*** Data for processing ***

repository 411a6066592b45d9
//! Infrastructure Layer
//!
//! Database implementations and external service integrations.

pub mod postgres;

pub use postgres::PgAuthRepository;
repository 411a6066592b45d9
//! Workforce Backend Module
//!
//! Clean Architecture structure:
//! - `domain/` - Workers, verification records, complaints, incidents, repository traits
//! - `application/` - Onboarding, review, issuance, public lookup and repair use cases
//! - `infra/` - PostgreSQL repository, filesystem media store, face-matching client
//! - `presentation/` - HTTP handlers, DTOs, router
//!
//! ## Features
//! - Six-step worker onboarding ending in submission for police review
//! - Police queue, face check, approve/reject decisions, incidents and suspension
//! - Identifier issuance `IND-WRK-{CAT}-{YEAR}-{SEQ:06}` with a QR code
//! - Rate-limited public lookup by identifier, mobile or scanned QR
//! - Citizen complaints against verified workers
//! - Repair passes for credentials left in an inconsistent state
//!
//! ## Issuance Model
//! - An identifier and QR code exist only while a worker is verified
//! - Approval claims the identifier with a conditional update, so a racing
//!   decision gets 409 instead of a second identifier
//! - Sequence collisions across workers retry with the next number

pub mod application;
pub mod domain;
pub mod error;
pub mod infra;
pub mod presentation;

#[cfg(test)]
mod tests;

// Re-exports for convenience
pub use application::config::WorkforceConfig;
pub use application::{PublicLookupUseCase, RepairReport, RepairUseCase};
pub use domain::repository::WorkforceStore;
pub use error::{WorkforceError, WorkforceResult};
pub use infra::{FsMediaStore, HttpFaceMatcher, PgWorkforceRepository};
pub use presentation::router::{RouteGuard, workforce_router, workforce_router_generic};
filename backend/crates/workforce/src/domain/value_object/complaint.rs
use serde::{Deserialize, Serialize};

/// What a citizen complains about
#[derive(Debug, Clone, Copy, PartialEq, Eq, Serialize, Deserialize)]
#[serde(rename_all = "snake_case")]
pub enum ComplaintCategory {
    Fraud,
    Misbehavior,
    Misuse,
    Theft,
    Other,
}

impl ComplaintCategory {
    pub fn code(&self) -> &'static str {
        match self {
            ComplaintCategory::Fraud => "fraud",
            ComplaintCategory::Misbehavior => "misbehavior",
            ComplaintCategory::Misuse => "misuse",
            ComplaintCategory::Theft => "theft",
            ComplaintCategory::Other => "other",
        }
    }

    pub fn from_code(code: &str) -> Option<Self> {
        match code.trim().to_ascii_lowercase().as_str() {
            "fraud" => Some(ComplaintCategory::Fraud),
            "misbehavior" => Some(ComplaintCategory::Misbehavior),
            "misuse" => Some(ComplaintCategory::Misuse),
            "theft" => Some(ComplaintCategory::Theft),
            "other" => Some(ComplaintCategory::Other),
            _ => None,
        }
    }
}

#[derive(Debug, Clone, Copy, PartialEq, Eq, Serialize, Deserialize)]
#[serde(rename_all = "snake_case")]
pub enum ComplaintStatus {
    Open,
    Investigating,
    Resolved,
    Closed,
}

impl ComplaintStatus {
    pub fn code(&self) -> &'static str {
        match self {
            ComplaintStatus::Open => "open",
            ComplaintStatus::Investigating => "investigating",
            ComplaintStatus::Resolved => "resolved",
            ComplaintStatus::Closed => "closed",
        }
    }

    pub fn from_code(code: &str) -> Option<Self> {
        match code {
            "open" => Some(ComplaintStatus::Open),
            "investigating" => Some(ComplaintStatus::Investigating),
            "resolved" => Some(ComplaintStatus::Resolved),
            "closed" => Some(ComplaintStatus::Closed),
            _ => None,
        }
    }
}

*** End of Data for processing ***
*** Data for processing ***

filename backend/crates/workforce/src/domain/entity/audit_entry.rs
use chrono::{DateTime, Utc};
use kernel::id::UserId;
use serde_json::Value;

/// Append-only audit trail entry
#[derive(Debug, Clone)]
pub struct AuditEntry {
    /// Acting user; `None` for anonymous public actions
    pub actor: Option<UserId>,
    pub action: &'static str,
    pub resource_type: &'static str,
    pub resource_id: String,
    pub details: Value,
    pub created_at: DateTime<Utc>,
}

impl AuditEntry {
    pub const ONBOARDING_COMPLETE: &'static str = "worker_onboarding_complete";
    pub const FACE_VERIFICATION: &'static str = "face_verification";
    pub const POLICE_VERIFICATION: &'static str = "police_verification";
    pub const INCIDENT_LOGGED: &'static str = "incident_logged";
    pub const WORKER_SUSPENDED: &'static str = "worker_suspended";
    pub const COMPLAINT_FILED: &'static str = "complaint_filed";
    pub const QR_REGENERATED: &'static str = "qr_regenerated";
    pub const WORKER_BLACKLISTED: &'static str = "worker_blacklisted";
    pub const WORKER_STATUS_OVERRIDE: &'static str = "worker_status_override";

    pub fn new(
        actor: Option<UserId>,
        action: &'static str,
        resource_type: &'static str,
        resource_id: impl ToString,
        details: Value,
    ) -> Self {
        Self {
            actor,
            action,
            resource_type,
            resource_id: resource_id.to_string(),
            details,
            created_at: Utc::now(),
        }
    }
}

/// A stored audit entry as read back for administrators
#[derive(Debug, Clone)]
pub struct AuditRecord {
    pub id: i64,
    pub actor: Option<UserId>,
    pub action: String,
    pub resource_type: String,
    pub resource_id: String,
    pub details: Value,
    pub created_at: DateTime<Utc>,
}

*** End of Data for processing ***

● Exercise details
When a line in the records holds the string "Open", copy that line.

● Solution to this task
    Open,
            ComplaintStatus::Open => "open",
            "open" => Some(ComplaintStatus::Open),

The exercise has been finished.